GET /cache/static1/testpage.html HTTP/1.0
If-Modified-Since: Sun, 03 Sep 2006 20:22:00 GMT
If-None-Match: "26832-ae-60b32a00"

HTTP/1.0 304 Not Modified
ETag: "26832-ae-60b32a00"
(show all)

The browser requests the test page if-modified-since the last-modified date received when the page was cached. If the test page was not modified and there is a match caching identifier in the server, the browser receives a not-modified answer with no HTML, saving bandwidth consumption. What about the antbird image? That depends on browser's cache implementation and web designers must assume nothing.

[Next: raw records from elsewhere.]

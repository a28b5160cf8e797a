//! Collective Page Frontend Entry Point

mod app;
mod components;
mod context;
mod logger;
mod page_data;

use app::App;
use leptos::prelude::*;

fn main() {
    console_error_panic_hook::set_once();
    logger::init(log::LevelFilter::Info);
    mount_to_body(App);
}
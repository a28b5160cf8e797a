//! Console Logger
//!
//! `log` backend writing to the browser console.

use log::{Level, LevelFilter, Log, Metadata, Record};
use wasm_bindgen::JsValue;
use web_sys::console;

struct ConsoleLogger;

static LOGGER: ConsoleLogger = ConsoleLogger;

impl Log for ConsoleLogger {
    fn enabled(&self, metadata: &Metadata) -> bool {
        metadata.level() <= log::max_level()
    }

    fn log(&self, record: &Record) {
        if !self.enabled(record.metadata()) {
            return;
        }
        let line = JsValue::from_str(&format!("[{}] {}", record.target(), record.args()));
        match record.level() {
            Level::Error => console::error_1(&line),
            Level::Warn => console::warn_1(&line),
            Level::Info => console::info_1(&line),
            Level::Debug | Level::Trace => console::debug_1(&line),
        }
    }

    fn flush(&self) {}
}

/// Install the console logger. Later calls only change the level.
pub fn init(level: LevelFilter) {
    if log::set_logger(&LOGGER).is_err() {
        log::debug!("logger already installed");
    }
    log::set_max_level(level);
}
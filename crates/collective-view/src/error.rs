//! Error Types

use thiserror::Error;

/// Result alias for view derivations
pub type ViewResult<T> = Result<T, ViewError>;

/// ICU message parse errors, positions are byte offsets into the pattern
#[derive(Debug, Clone, PartialEq, Eq, Error)]
pub enum MessageError {
    #[error("unbalanced brace at {0}")]
    UnbalancedBrace(usize),
    #[error("empty argument name at {0}")]
    EmptyArgument(usize),
    #[error("unknown argument type `{kind}` at {position}")]
    UnknownArgumentType { kind: String, position: usize },
    #[error("`{0}` is missing an `other` branch")]
    MissingOther(String),
    #[error("malformed branch in `{0}`")]
    MalformedBranch(String),
}

#[derive(Debug, Clone, PartialEq, Eq, Error)]
pub enum RouteError {
    #[error("unknown route `{0}`")]
    UnknownRoute(String),
    #[error("route `{route}` requires param `{param}`")]
    MissingParam { route: String, param: String },
}

#[derive(Debug, Error)]
pub enum ViewError {
    #[error("message `{id}`: {source}")]
    Message {
        id: String,
        #[source]
        source: MessageError,
    },
    #[error(transparent)]
    Route(#[from] RouteError),
}
//! Collective Page App
//!
//! Mounts the page described by the server-provided page data.

use collective_view::intl::ids;
use collective_view::models::{CallsToAction, Collective, Host, Tier};
use collective_view::{Intl, MessageArgs};
use leptos::prelude::*;

use crate::components::{ContributeTier, Hero, HostsCover};
use crate::context::PageContext;
use crate::page_data::{load_page_data, Page};

/// Collective profile: hero banner followed by tier cards
#[component]
fn CollectivePage(
    collective: Collective,
    host: Option<Host>,
    tiers: Vec<Tier>,
    is_admin: bool,
    calls_to_action: CallsToAction,
) -> impl IntoView {
    let cards = tiers
        .into_iter()
        .map(|tier| view! { <ContributeTier collective=collective.clone() tier=tier /> })
        .collect_view();

    view! {
        <div class="collective-page">
            <Hero
                collective=collective
                host=host
                is_admin=is_admin
                calls_to_action=calls_to_action
            />
            <section class="contribute-cards">{cards}</section>
        </div>
    }
}

#[component]
pub fn App() -> impl IntoView {
    let data = match load_page_data() {
        Ok(data) => data,
        Err(e) => {
            log::error!("[APP] {}", e);
            let message = Intl::en().format_message(ids::PAGE_LOAD_ERROR, &MessageArgs::new());
            return view! { <p class="page-load-error">{message}</p> }.into_any();
        }
    };

    log::set_max_level(data.config.log_level_filter());
    provide_context(PageContext::from_page_data(&data));

    match data.page {
        Page::Collective {
            collective,
            host,
            tiers,
            is_admin,
            calls_to_action,
        } => {
            log::info!("[APP] Mounting collective page {} with {} tiers", collective.slug, tiers.len());
            view! {
                <CollectivePage
                    collective=collective
                    host=host
                    tiers=tiers
                    is_admin=is_admin
                    calls_to_action=calls_to_action
                />
            }
            .into_any()
        }
        Page::Hosts { title } => {
            log::info!("[APP] Mounting hosts page");
            view! { <HostsCover title=title /> }.into_any()
        }
    }
}
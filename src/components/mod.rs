//! UI Components
//!
//! Leptos components for the collective and hosts pages.

mod calls_to_action;
mod collective_cover;
mod contribute;
mod contribute_tier;
mod defined_term;
mod external_link;
mod formatted_message;
mod formatted_money_amount;
mod hero;
mod hosts_cover;
mod progress_bar;

pub use contribute_tier::ContributeTier;
pub use hero::Hero;
pub use hosts_cover::HostsCover;
//! View Configuration
//!
//! Every field has a default so partial JSON from the page is accepted.

use serde::{Deserialize, Serialize};

use crate::truncate::DEFAULT_OMISSION;

/// Open Collective's open source fiscal host
pub const OPEN_SOURCE_HOST_ID: u64 = 11004;

/// Knobs for tier card derivation
#[derive(Debug, Clone, PartialEq, Eq, Serialize, Deserialize)]
#[serde(rename_all = "camelCase", default)]
pub struct PresenterOptions {
    /// Description length when the tier links to a long description page
    pub short_description_length: usize,
    /// Description length otherwise
    pub description_length: usize,
    pub omission: String,
    /// Avatars shown on a contribute card
    pub max_contributors: usize,
}

impl Default for PresenterOptions {
    fn default() -> Self {
        Self {
            short_description_length: 60,
            description_length: 256,
            omission: DEFAULT_OMISSION.to_string(),
            max_contributors: 4,
        }
    }
}

#[derive(Debug, Clone, PartialEq, Eq, Serialize, Deserialize)]
#[serde(rename_all = "camelCase", default)]
pub struct LinkConfig {
    pub become_host_docs: String,
    pub twitter_base: String,
    pub github_base: String,
}

impl Default for LinkConfig {
    fn default() -> Self {
        Self {
            become_host_docs: "https://docs.opencollective.com/help/hosts/become-host".to_string(),
            twitter_base: "https://twitter.com".to_string(),
            github_base: "https://github.com".to_string(),
        }
    }
}

#[derive(Debug, Clone, PartialEq, Eq, Serialize, Deserialize)]
#[serde(rename_all = "camelCase", default)]
pub struct ViewConfig {
    pub presenter: PresenterOptions,
    pub links: LinkConfig,
    pub open_source_host_id: u64,
    /// `error`, `warn`, `info`, `debug` or `trace`
    pub log_level: String,
}

impl Default for ViewConfig {
    fn default() -> Self {
        Self {
            presenter: PresenterOptions::default(),
            links: LinkConfig::default(),
            open_source_host_id: OPEN_SOURCE_HOST_ID,
            log_level: "info".to_string(),
        }
    }
}

impl ViewConfig {
    /// Parsed log level, `Info` when unrecognized
    pub fn log_level_filter(&self) -> log::LevelFilter {
        self.log_level.parse().unwrap_or(log::LevelFilter::Info)
    }
}

#[cfg(test)]
mod tests {
    use super::*;

    #[test]
    fn test_partial_json_keeps_defaults() {
        let config: ViewConfig =
            serde_json::from_str(r#"{ "presenter": { "maxContributors": 8 } }"#).unwrap();
        assert_eq!(config.presenter.max_contributors, 8);
        assert_eq!(config.presenter.short_description_length, 60);
        assert_eq!(config.presenter.description_length, 256);
        assert_eq!(config.open_source_host_id, OPEN_SOURCE_HOST_ID);
    }

    #[test]
    fn test_wrong_field_type_is_an_error() {
        assert!(serde_json::from_str::<ViewConfig>(r#"{ "logLevel": 3 }"#).is_err());
    }

    #[test]
    fn test_log_level() {
        let mut config = ViewConfig::default();
        assert_eq!(config.log_level_filter(), log::LevelFilter::Info);
        config.log_level = "debug".to_string();
        assert_eq!(config.log_level_filter(), log::LevelFilter::Debug);
        config.log_level = "loud".to_string();
        assert_eq!(config.log_level_filter(), log::LevelFilter::Info);
    }
}
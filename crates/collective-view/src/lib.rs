//! Collective View
//!
//! Framework-free view-model layer for the collective page components:
//! - models: records as delivered by the API
//! - presenter: tier card, hero banner and hosts cover derivations
//! - intl: ICU messages and money formatting
//! - routes: named route resolution
//! - truncate, config, error

pub mod config;
pub mod error;
pub mod intl;
pub mod models;
pub mod presenter;
pub mod routes;
pub mod truncate;

pub use config::{LinkConfig, PresenterOptions, ViewConfig};
pub use error::{MessageError, RouteError, ViewError, ViewResult};
pub use intl::{Intl, MessageArgs, MessagePart, MoneyAmount};
pub use routes::{RouteParams, RouteTable};
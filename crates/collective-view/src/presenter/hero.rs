//! Hero Presenter
//!
//! Derives the collective banner: name, tag, social links, host line,
//! host terms and calls to action.

use serde::Serialize;

use crate::config::ViewConfig;
use crate::error::ViewResult;
use crate::intl::{format_number, ids, Intl, MessageArgs};
use crate::models::{CallsToAction, Collective, CollectiveType, Host};
use crate::routes::{github_profile_url, names, twitter_profile_url, RouteParams, RouteTable};

#[derive(Debug, Clone, PartialEq, Eq, Serialize)]
pub enum MainTag {
    OpenSource,
    Custom(String),
}

/// Main tag of a collective; other account types have none
pub fn collective_main_tag(
    host_id: Option<u64>,
    tags: &[String],
    collective_type: CollectiveType,
    open_source_host_id: u64,
) -> Option<MainTag> {
    if collective_type != CollectiveType::Collective {
        return None;
    }
    if host_id == Some(open_source_host_id) || tags.iter().any(|t| t.eq_ignore_ascii_case("open source")) {
        return Some(MainTag::OpenSource);
    }
    tags.first().map(|t| MainTag::Custom(t.clone()))
}

#[derive(Debug, Clone, Copy, PartialEq, Eq, Serialize)]
pub enum SocialKind {
    Twitter,
    Github,
    Website,
}

#[derive(Debug, Clone, PartialEq, Eq, Serialize)]
pub struct SocialLink {
    pub kind: SocialKind,
    pub href: String,
    pub title: String,
}

#[derive(Debug, Clone, PartialEq, Eq, Serialize)]
pub struct HostLine {
    pub name: String,
    pub url: String,
}

/// Shown when the collective itself is a host
#[derive(Debug, Clone, PartialEq, Serialize)]
pub struct HostTerms {
    pub tos_url: Option<String>,
    pub fee_percent: f64,
    /// e.g. `10%`
    pub fee_label: String,
}

#[derive(Debug, Clone, Copy, PartialEq, Eq, Serialize)]
pub enum CallToActionKind {
    Contact,
    SubmitExpense,
    Apply,
    Dashboard,
}

#[derive(Debug, Clone, PartialEq, Eq, Serialize)]
pub struct CallToAction {
    pub kind: CallToActionKind,
    pub label: String,
    pub url: String,
}

#[derive(Debug, Clone, PartialEq, Serialize)]
pub struct HeroView {
    pub display_name: String,
    pub company: Option<String>,
    pub description: Option<String>,
    pub background_image: Option<String>,
    pub main_tag: Option<String>,
    pub settings_url: Option<String>,
    pub social_links: Vec<SocialLink>,
    pub host: Option<HostLine>,
    pub host_terms: Option<HostTerms>,
    pub show_edit_controls: bool,
    pub total_contributions: Option<String>,
    pub calls_to_action: Vec<CallToAction>,
}

fn social_links(collective: &Collective, intl: &Intl, config: &ViewConfig) -> Vec<SocialLink> {
    let mut links = Vec::new();
    if let Some(handle) = collective.twitter_handle.as_deref().filter(|h| !h.is_empty()) {
        links.push(SocialLink {
            kind: SocialKind::Twitter,
            href: twitter_profile_url(&config.links.twitter_base, handle),
            title: "Twitter".to_string(),
        });
    }
    if let Some(handle) = collective.github_handle.as_deref().filter(|h| !h.is_empty()) {
        links.push(SocialLink {
            kind: SocialKind::Github,
            href: github_profile_url(&config.links.github_base, handle),
            title: "Github".to_string(),
        });
    }
    if let Some(website) = collective.website.as_deref().filter(|w| !w.is_empty()) {
        links.push(SocialLink {
            kind: SocialKind::Website,
            href: website.to_string(),
            title: intl.format_message(ids::WEBSITE, &MessageArgs::new()),
        });
    }
    links
}

fn calls_to_action(
    collective: &Collective,
    calls: &CallsToAction,
    intl: &Intl,
    routes: &RouteTable,
) -> ViewResult<Vec<CallToAction>> {
    let params = RouteParams::new().with("slug", &collective.slug);
    let wanted = [
        (calls.has_contact, CallToActionKind::Contact, ids::CTA_CONTACT, names::CONTACT),
        (calls.has_submit_expense, CallToActionKind::SubmitExpense, ids::CTA_SUBMIT_EXPENSE, names::CREATE_EXPENSE),
        (calls.has_apply, CallToActionKind::Apply, ids::CTA_APPLY, names::APPLY),
        (calls.has_dashboard, CallToActionKind::Dashboard, ids::CTA_DASHBOARD, names::DASHBOARD),
    ];

    let mut actions = Vec::new();
    for (enabled, kind, label_id, route) in wanted {
        if enabled {
            actions.push(CallToAction {
                kind,
                label: intl.format_message(label_id, &MessageArgs::new()),
                url: routes.resolve(route, &params)?,
            });
        }
    }
    Ok(actions)
}

pub fn present_hero(
    collective: &Collective,
    host: Option<&Host>,
    is_admin: bool,
    calls: &CallsToAction,
    intl: &Intl,
    routes: &RouteTable,
    config: &ViewConfig,
) -> ViewResult<HeroView> {
    let is_collective = collective.collective_type == CollectiveType::Collective;

    let display_name = if collective.name.trim().is_empty() {
        collective.slug.clone()
    } else {
        collective.name.clone()
    };

    let main_tag = collective_main_tag(
        collective.host.map(|h| h.id),
        &collective.tags,
        collective.collective_type,
        config.open_source_host_id,
    )
    .map(|tag| match tag {
        MainTag::OpenSource => intl.format_message(ids::TAG_OPEN_SOURCE, &MessageArgs::new()),
        MainTag::Custom(tag) => tag,
    });

    let settings_url = if is_admin {
        Some(routes.resolve(names::EDIT_COLLECTIVE, &RouteParams::new().with("slug", &collective.slug))?)
    } else {
        None
    };

    let host = match host {
        Some(h) => Some(HostLine {
            name: h.name.clone(),
            url: routes.resolve(names::COLLECTIVE, &RouteParams::new().with("slug", &h.slug))?,
        }),
        None => None,
    };

    let host_terms = collective.is_host.then(|| {
        let fee_percent = collective.host_fee_percent.unwrap_or(0.0);
        HostTerms {
            tos_url: collective.settings.tos.clone().filter(|t| !t.is_empty()),
            fee_percent,
            fee_label: format!("{}%", format_number(fee_percent)),
        }
    });

    let total_contributions = if !is_collective && !collective.is_host {
        collective.stats.as_ref().map(|stats| {
            let amount = intl.format_currency(stats.total_amount_spent, &collective.currency);
            intl.format_message(ids::TOTAL_CONTRIBUTED, &MessageArgs::new().with("amount", amount))
        })
    } else {
        None
    };

    Ok(HeroView {
        display_name,
        company: collective.company.clone().filter(|c| !c.is_empty()),
        description: collective.description.clone().filter(|d| !d.is_empty()),
        background_image: collective.background_image.clone(),
        main_tag,
        settings_url,
        social_links: social_links(collective, intl, config),
        host,
        host_terms,
        show_edit_controls: is_admin,
        total_contributions,
        calls_to_action: calls_to_action(collective, calls, intl, routes)?,
    })
}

Sunday, September 03, 2006

Web Cache Logs

Computer-related cache technology is the use of a faster and smaller memory type to accelerate a slower and larger memory type. Web pages and other documents are frequently cached closer to the client through browser, proxy, or server caches. By storing frequently accessed documents closer to the client, bandwidth consumption, server load, and latency can be reduced.

Usually a cache of recently visited web pages is managed by your web browser. Some browsers are configured to use an external proxy web cache, a server that routes all web requests and can cache frequently accessed pages for everyone in an organization. Web servers can cache computing or database intensive dynamic pages.